Let me do the translation. Firstly, in terms of YY Live's future users' growth, this is not our major KPI. Actually, they will be continue to be one our key focus for the management teams in the long-run goal. In terms of the future initiatives, how we can grow our users that will be the following parts: firstly, when we look at the domestic competitive landscape, actually it's become more and more diversified, especially we notice that emerging of the short-form video platform as well as the social media platform. Actually, we look at all the traffics from those kind of platforms, and we made to using those kind of traffic to promote our top host or the top celebrities in -- on those kind of platforms, such as Weibo and Duowan. One of the very good example recently happened is we actually using Duowan to promote one of our top host, which is called Modern Brother.
So they attract a lot of fans in the Duowan's platform, but after that, we bring those kind of traffic back to the YY Live to watch their live streaming content. That will be one of the good example, and it will continue to replicate this successful case to other top host. And the second part will be we will continue to look at other ways in terms of the product innovation, and we will look at more ways to grow our user number. And the third part is we also look at the outside traffic monetization capability because we know in China there, except for us there also has a lot of different kind of traffic, large traffic platforms. We actually looking for the cooperation opportunity with all those kind of large platform. Hopefully, we can find out some of the competition, which is going forward. And the last part, we continue -- we will be focused on the Tier-3 and Tier-4 city users, especially the lower end of users, because they are going to be another huge growth potential in China going forward. So we will find out a way to grow our user numbers in the Tier 3 and Tier 4 city users.
And so let me answer your question in terms of Bigo's recent updates. So in the first half of 2018, actually in terms of both of the user number as well revenues for Bigo has seen continuously rapid growth. So the monthly active users for Bigo has been -- exceeds 40 million in the first half of this year. And the income -- the revenues coming from the first half of this year has reached to the whole year's -- the last year's whole year scale -- the revenue scale.

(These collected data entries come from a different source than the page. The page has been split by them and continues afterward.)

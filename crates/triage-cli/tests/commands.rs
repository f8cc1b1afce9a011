//! Both commands end to end on small fixture tables.

use std::fs;
use std::path::{Path, PathBuf};

use clap::Parser;
use triage_cli::process::{self, ProcessArgs};
use triage_cli::train::{self, TrainArgs};
use triage_store::{load_model, SqliteStore};

const CONFIG: &str = r#"
test_size = 0.25
seed = 11

[search]
n_estimators = [3, 5]
cv_folds = 3
"#;

fn arg(path: &Path) -> &str {
    path.to_str().unwrap()
}

fn fixtures(dir: &Path) -> (PathBuf, PathBuf) {
    let mut messages = String::from("id,message,original,genre\n");
    let mut categories = String::from("id,categories\n");
    for id in 0..24 {
        let (text, encoded) = if id % 2 == 0 {
            ("We are trapped and need rescue", "related-1;request-1;search_and_rescue-1")
        } else {
            ("Everything is fine in our town", "related-0;request-0;search_and_rescue-0")
        };
        messages.push_str(&format!("{id},{text},,direct\n"));
        categories.push_str(&format!("{id},{encoded}\n"));
    }
    let messages_path = dir.join("messages.csv");
    let categories_path = dir.join("categories.csv");
    fs::write(&messages_path, messages).unwrap();
    fs::write(&categories_path, categories).unwrap();
    (messages_path, categories_path)
}

fn process_args(dir: &Path, db: &Path) -> ProcessArgs {
    let (messages, categories) = fixtures(dir);
    ProcessArgs::try_parse_from([
        "process-data",
        arg(&messages),
        arg(&categories),
        arg(&db),
        "--table",
        "messages_clean",
    ])
    .unwrap()
}

#[test]
fn process_then_train() {
    let dir = tempfile::tempdir().unwrap();
    let db = dir.path().join("triage.db");

    let summary = process::run(&process_args(dir.path(), &db)).unwrap();
    assert_eq!(summary.rows, 24);
    assert_eq!(summary.labels, 3);
    assert!(SqliteStore::open(&db).unwrap().table_exists("messages_clean").unwrap());

    let config = dir.path().join("train.toml");
    fs::write(&config, CONFIG).unwrap();
    let model_path = dir.path().join("out").join("classifier.bin");
    let report_path = dir.path().join("eval.json");
    let args = TrainArgs::try_parse_from([
        "train-classifier",
        arg(&db),
        arg(&model_path),
        "--table",
        "messages_clean",
        "--config",
        arg(&config),
        "--report",
        arg(&report_path),
        "--threads",
        "2",
    ])
    .unwrap();

    let outcome = train::run(&args).unwrap();
    assert_eq!(outcome.report.labels.len(), 3);
    assert_eq!(outcome.report.accuracy, 1.0);
    assert!(report_path.exists());

    let model = load_model(&model_path).unwrap();
    assert_eq!(model.model_id.to_string(), outcome.model_id);
    assert_eq!(model.best_params().seed, 11);
    assert_eq!(model.cv_results().candidates.len(), 2);
}

#[test]
fn flags_override_config_file() {
    let dir = tempfile::tempdir().unwrap();
    let config = dir.path().join("train.toml");
    fs::write(&config, CONFIG).unwrap();
    let args = TrainArgs::try_parse_from([
        "train-classifier",
        "db.sqlite",
        "model.bin",
        "--config",
        arg(&config),
        "--seed",
        "99",
    ])
    .unwrap();
    let resolved = train::resolve_config(&args).unwrap();
    assert_eq!(resolved.seed, 99);
    assert_eq!(resolved.test_size, 0.25);
}

#[test]
fn wrong_argument_count_is_usage_error() {
    let err = ProcessArgs::try_parse_from(["process-data", "only-one.csv"]).unwrap_err();
    assert_eq!(err.kind(), clap::error::ErrorKind::MissingRequiredArgument);
    assert!(TrainArgs::try_parse_from(["train-classifier"]).is_err());
}

#[test]
fn missing_database_fails() {
    let dir = tempfile::tempdir().unwrap();
    let args = TrainArgs::try_parse_from([
        "train-classifier",
        arg(&dir.path().join("absent.db")),
        arg(&dir.path().join("model.bin")),
    ])
    .unwrap();
    assert!(train::run(&args).is_err());
    assert!(!dir.path().join("absent.db").exists());
}

#[test]
fn malformed_categories_fail_processing() {
    let dir = tempfile::tempdir().unwrap();
    let messages = dir.path().join("m.csv");
    let categories = dir.path().join("c.csv");
    fs::write(&messages, "id,message,genre\n1,help,direct\n").unwrap();
    fs::write(&categories, "id,categories\n1,related-x;request\n").unwrap();
    let db = dir.path().join("out.db");
    let args = ProcessArgs::try_parse_from([
        "process-data",
        arg(&messages),
        arg(&categories),
        arg(&db),
    ])
    .unwrap();
    let err = process::run(&args).unwrap_err();
    assert!(format!("{err:#}").contains("normalize"));
}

And our next question comes from the line of Eileen Deng from Deutsche Bank.
My first question is regarding the third quarter guidance. How much is the impact from the workup actually have you seen? And how strong have you seen the recovery post the event? My second question is regarding the promotion of top host in other social media and the short-form video player platform? Management, quantify how big the user base and paying user growth, based on the example of Modern Brother? And do we have any target, the progress of such strategy, in the following quarter?
Thanks, Eileen. Let me address the first question and Ting Li can address the second one. So for the third quarter revenue guidance, I think, there are two main factors. One is the world cup, because the world cup broadcasting time is highly overlapping with our peak timing, which is 8:00 p.m. to 12 midnight. That's why it impacted the user and as well the revenue side. Second factor is we are seeing declining revenue from other segments, including our gaming segment because of the competition of the mobile game in China. The mobile game as well web game continue to decline. That's why I think that was flat in the second quarter -- third quarter revenue guidance. For the world cup, we are seeing recovering trend. After world cup is over, we're seeing the user and host coming back to the platform as normal. So I think that trend has already been gone. For the declining of the mobile game, I think, that will still continue, given the market environment in China these days. So that's the general observation.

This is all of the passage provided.